Task input:
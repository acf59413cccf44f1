//! In-memory CRM adapter
//!
//! A self-contained provider used for local runs, demos and tests. It behaves
//! like a small CRM: it assigns its own ids, stamps modification times,
//! upserts contacts by email and enforces a per-second call budget.
//!
//! Provider-side normalization is emulated with per-field transforms
//! (`lowercase`, `uppercase`, `trim`) and fixed overrides, configured under
//! the descriptor's `settings`:
//!
//! ```json
//! {
//!   "id_prefix": "hs",
//!   "transforms": { "email": "lowercase" },
//!   "overrides": { "lifecycle_stage": "lead" }
//! }
//! ```

use std::collections::BTreeMap;
use std::sync::atomic::{AtomicBool, AtomicU64, Ordering};
use std::sync::Mutex;
use std::time::Duration;

use async_trait::async_trait;
use chrono::Utc;
use serde::Deserialize;
use serde_json::Value;
use tokio::sync::RwLock;
use tokio::time::Instant;
use tracing::debug;

use core_kernel::{
    AdapterError, ConfigError, ContactSync, DealSync, NormalizedEntity, OperationMetadata,
    ProviderAdapter,
};
use domain_registry::AdapterDescriptor;

pub const PROVIDER_TYPE: &str = "in_memory_crm";

/// Provider-side rewrite of a string field
#[derive(Debug, Clone, Copy, PartialEq, Eq, Deserialize)]
#[serde(rename_all = "snake_case")]
pub enum FieldTransform {
    Lowercase,
    Uppercase,
    Trim,
}

impl FieldTransform {
    fn apply(&self, value: &Value) -> Value {
        match value.as_str() {
            Some(s) => Value::String(match self {
                FieldTransform::Lowercase => s.to_lowercase(),
                FieldTransform::Uppercase => s.to_uppercase(),
                FieldTransform::Trim => s.trim().to_string(),
            }),
            None => value.clone(),
        }
    }
}

#[derive(Debug, Clone, Default, Deserialize)]
#[serde(default)]
pub struct InMemoryCrmSettings {
    pub id_prefix: Option<String>,
    pub transforms: BTreeMap<String, FieldTransform>,
    pub overrides: BTreeMap<String, Value>,
}

// Fixed one-second windows
#[derive(Debug)]
struct RateLimiter {
    limit: u32,
    window: Mutex<(Instant, u32)>,
}

impl RateLimiter {
    fn new(limit: u32) -> Self {
        Self {
            limit,
            window: Mutex::new((Instant::now(), 0)),
        }
    }

    fn admit(&self) -> Result<(), AdapterError> {
        let mut window = self.window.lock().unwrap_or_else(|poisoned| poisoned.into_inner());
        let now = Instant::now();
        let elapsed = now.duration_since(window.0);
        if elapsed >= Duration::from_secs(1) {
            *window = (now, 0);
        }
        if window.1 >= self.limit {
            let retry_after = Duration::from_secs(1).saturating_sub(now.duration_since(window.0));
            return Err(AdapterError::rate_limited(retry_after));
        }
        window.1 += 1;
        Ok(())
    }
}

#[derive(Debug)]
struct Collection {
    kind: &'static str,
    required: &'static str,
    natural_key: Option<&'static str>,
    records: RwLock<BTreeMap<String, NormalizedEntity>>,
}

impl Collection {
    fn new(kind: &'static str, required: &'static str, natural_key: Option<&'static str>) -> Self {
        Self {
            kind,
            required,
            natural_key,
            records: RwLock::new(BTreeMap::new()),
        }
    }

    fn check_required(&self, entity: &NormalizedEntity) -> Result<(), AdapterError> {
        match entity.str_field(self.required) {
            Some(value) if !value.trim().is_empty() => Ok(()),
            _ => Err(AdapterError::malformed(format!(
                "{} requires a non-empty '{}' field",
                self.kind, self.required
            ))),
        }
    }
}

#[derive(Debug)]
pub struct InMemoryCrmAdapter {
    id_prefix: String,
    settings: InMemoryCrmSettings,
    contacts: Collection,
    deals: Collection,
    next_id: AtomicU64,
    limiter: Option<RateLimiter>,
    available: AtomicBool,
}

impl InMemoryCrmAdapter {
    pub fn new(id_prefix: impl Into<String>) -> Self {
        Self {
            id_prefix: id_prefix.into(),
            settings: InMemoryCrmSettings::default(),
            contacts: Collection::new("contact", "email", Some("email")),
            deals: Collection::new("deal", "name", None),
            next_id: AtomicU64::new(1),
            limiter: None,
            available: AtomicBool::new(true),
        }
    }

    /// Builds the adapter from its descriptor's options and settings
    pub fn from_descriptor(descriptor: &AdapterDescriptor) -> Result<Self, ConfigError> {
        let settings: InMemoryCrmSettings = match &descriptor.options.settings {
            Value::Null => InMemoryCrmSettings::default(),
            value => serde_json::from_value(value.clone())
                .map_err(|e| ConfigError::invalid(&descriptor.id, e.to_string()))?,
        };
        let prefix = settings
            .id_prefix
            .clone()
            .unwrap_or_else(|| descriptor.id.to_string());

        let mut adapter = Self::new(prefix).with_settings(settings);
        if let Some(limit) = descriptor.options.rate_limit_per_second {
            adapter = adapter.with_rate_limit(limit);
        }
        Ok(adapter)
    }

    pub fn with_settings(mut self, settings: InMemoryCrmSettings) -> Self {
        self.settings = settings;
        self
    }

    pub fn with_rate_limit(mut self, per_second: u32) -> Self {
        self.limiter = Some(RateLimiter::new(per_second));
        self
    }

    /// Makes probes succeed or fail
    pub fn set_available(&self, available: bool) {
        self.available.store(available, Ordering::SeqCst);
    }

    pub async fn contact_count(&self) -> usize {
        self.contacts.records.read().await.len()
    }

    pub async fn deal_count(&self) -> usize {
        self.deals.records.read().await.len()
    }

    pub async fn find_contact_by_email(&self, email: &str) -> Option<NormalizedEntity> {
        let email = email.to_lowercase();
        self.contacts
            .records
            .read()
            .await
            .values()
            .find(|c| c.str_field("email").map(str::to_lowercase).as_deref() == Some(email.as_str()))
            .cloned()
    }

    fn admit(&self) -> Result<(), AdapterError> {
        match &self.limiter {
            Some(limiter) => limiter.admit(),
            None => Ok(()),
        }
    }

    fn normalize(&self, mut entity: NormalizedEntity) -> NormalizedEntity {
        for (field, transform) in &self.settings.transforms {
            if let Some(value) = entity.fields.get_mut(field) {
                *value = transform.apply(value);
            }
        }
        for (field, value) in &self.settings.overrides {
            entity.fields.insert(field.clone(), value.clone());
        }
        entity.updated_at = Some(Utc::now());
        entity
    }

    async fn create(
        &self,
        collection: &Collection,
        payload: &NormalizedEntity,
    ) -> Result<NormalizedEntity, AdapterError> {
        collection.check_required(payload)?;
        let mut records = collection.records.write().await;
        self.insert_new(collection, &mut records, payload)
    }

    async fn update(
        &self,
        collection: &Collection,
        external_id: &str,
        payload: &NormalizedEntity,
    ) -> Result<NormalizedEntity, AdapterError> {
        let mut records = collection.records.write().await;
        self.merge_into(collection, &mut records, external_id, payload)
    }

    // Known external id first, then the natural key, otherwise create. One
    // write guard covers lookup and write so concurrent upserts of the same
    // natural key resolve to a single record.
    async fn upsert(
        &self,
        collection: &Collection,
        payload: &NormalizedEntity,
    ) -> Result<NormalizedEntity, AdapterError> {
        collection.check_required(payload)?;
        let mut records = collection.records.write().await;
        let existing = payload
            .external_id
            .as_ref()
            .filter(|id| records.contains_key(id.as_str()))
            .cloned()
            .or_else(|| {
                let key = collection.natural_key?;
                find_by_key(&records, key, &self.normalize(payload.clone()))
            });

        match existing {
            Some(id) => self.merge_into(collection, &mut records, &id, payload),
            None => self.insert_new(collection, &mut records, payload),
        }
    }

    fn insert_new(
        &self,
        collection: &Collection,
        records: &mut BTreeMap<String, NormalizedEntity>,
        payload: &NormalizedEntity,
    ) -> Result<NormalizedEntity, AdapterError> {
        let mut entity = self.normalize(payload.clone());
        if let Some(key) = collection.natural_key {
            if find_by_key(records, key, &entity).is_some() {
                return Err(AdapterError::permanent(format!(
                    "{} with this {} already exists",
                    collection.kind, key
                )));
            }
        }

        let id = format!("{}-{}", self.id_prefix, self.next_id.fetch_add(1, Ordering::SeqCst));
        entity.external_id = Some(id.clone());
        records.insert(id.clone(), entity.clone());
        debug!(external_id = %id, kind = collection.kind, "Record created");
        Ok(entity)
    }

    fn merge_into(
        &self,
        collection: &Collection,
        records: &mut BTreeMap<String, NormalizedEntity>,
        external_id: &str,
        payload: &NormalizedEntity,
    ) -> Result<NormalizedEntity, AdapterError> {
        let existing = records.get(external_id).ok_or_else(|| {
            AdapterError::permanent(format!("{} '{}' not found", collection.kind, external_id))
        })?;

        let mut merged = existing.clone();
        merged.fields.extend(payload.fields.clone());
        let mut entity = self.normalize(merged);
        entity.external_id = Some(external_id.to_string());
        records.insert(external_id.to_string(), entity.clone());
        Ok(entity)
    }
}

fn find_by_key(
    records: &BTreeMap<String, NormalizedEntity>,
    key: &str,
    entity: &NormalizedEntity,
) -> Option<String> {
    let wanted = entity.field(key)?;
    records
        .iter()
        .find(|(_, record)| record.field(key) == Some(wanted))
        .map(|(id, _)| id.clone())
}

#[async_trait]
impl ContactSync for InMemoryCrmAdapter {
    async fn create_contact(
        &self,
        contact: &NormalizedEntity,
        _metadata: &OperationMetadata,
    ) -> Result<NormalizedEntity, AdapterError> {
        self.admit()?;
        self.create(&self.contacts, contact).await
    }

    async fn update_contact(
        &self,
        external_id: &str,
        contact: &NormalizedEntity,
        _metadata: &OperationMetadata,
    ) -> Result<NormalizedEntity, AdapterError> {
        self.admit()?;
        self.update(&self.contacts, external_id, contact).await
    }

    async fn upsert_contact(
        &self,
        contact: &NormalizedEntity,
        _metadata: &OperationMetadata,
    ) -> Result<NormalizedEntity, AdapterError> {
        self.admit()?;
        self.upsert(&self.contacts, contact).await
    }
}

#[async_trait]
impl DealSync for InMemoryCrmAdapter {
    async fn create_deal(
        &self,
        deal: &NormalizedEntity,
        _metadata: &OperationMetadata,
    ) -> Result<NormalizedEntity, AdapterError> {
        self.admit()?;
        self.create(&self.deals, deal).await
    }

    async fn update_deal(
        &self,
        external_id: &str,
        deal: &NormalizedEntity,
        _metadata: &OperationMetadata,
    ) -> Result<NormalizedEntity, AdapterError> {
        self.admit()?;
        self.update(&self.deals, external_id, deal).await
    }

    async fn upsert_deal(
        &self,
        deal: &NormalizedEntity,
        _metadata: &OperationMetadata,
    ) -> Result<NormalizedEntity, AdapterError> {
        self.admit()?;
        self.upsert(&self.deals, deal).await
    }
}

#[async_trait]
impl ProviderAdapter for InMemoryCrmAdapter {
    fn provider_type(&self) -> &str {
        PROVIDER_TYPE
    }

    fn contact_sync(&self) -> Option<&dyn ContactSync> {
        Some(self)
    }

    fn deal_sync(&self) -> Option<&dyn DealSync> {
        Some(self)
    }

    async fn probe(&self) -> Result<(), AdapterError> {
        if self.available.load(Ordering::SeqCst) {
            Ok(())
        } else {
            Err(AdapterError::transient("provider unavailable"))
        }
    }
}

Task instructions: Repeat exactly the lines from the first line of the records above through the line containing "#[serde(default)]", both included, and nothing else.

Response box:
repository acf59413cccf44f1
//! In-memory CRM adapter
//!
//! A self-contained provider used for local runs, demos and tests. It behaves
//! like a small CRM: it assigns its own ids, stamps modification times,
//! upserts contacts by email and enforces a per-second call budget.
//!
//! Provider-side normalization is emulated with per-field transforms
//! (`lowercase`, `uppercase`, `trim`) and fixed overrides, configured under
//! the descriptor's `settings`:
//!
//! ```json
//! {
//!   "id_prefix": "hs",
//!   "transforms": { "email": "lowercase" },
//!   "overrides": { "lifecycle_stage": "lead" }
//! }
//! ```

use std::collections::BTreeMap;
use std::sync::atomic::{AtomicBool, AtomicU64, Ordering};
use std::sync::Mutex;
use std::time::Duration;

use async_trait::async_trait;
use chrono::Utc;
use serde::Deserialize;
use serde_json::Value;
use tokio::sync::RwLock;
use tokio::time::Instant;
use tracing::debug;

use core_kernel::{
    AdapterError, ConfigError, ContactSync, DealSync, NormalizedEntity, OperationMetadata,
    ProviderAdapter,
};
use domain_registry::AdapterDescriptor;

pub const PROVIDER_TYPE: &str = "in_memory_crm";

/// Provider-side rewrite of a string field
#[derive(Debug, Clone, Copy, PartialEq, Eq, Deserialize)]
#[serde(rename_all = "snake_case")]
pub enum FieldTransform {
    Lowercase,
    Uppercase,
    Trim,
}

impl FieldTransform {
    fn apply(&self, value: &Value) -> Value {
        match value.as_str() {
            Some(s) => Value::String(match self {
                FieldTransform::Lowercase => s.to_lowercase(),
                FieldTransform::Uppercase => s.to_uppercase(),
                FieldTransform::Trim => s.trim().to_string(),
            }),
            None => value.clone(),
        }
    }
}

#[derive(Debug, Clone, Default, Deserialize)]
#[serde(default)]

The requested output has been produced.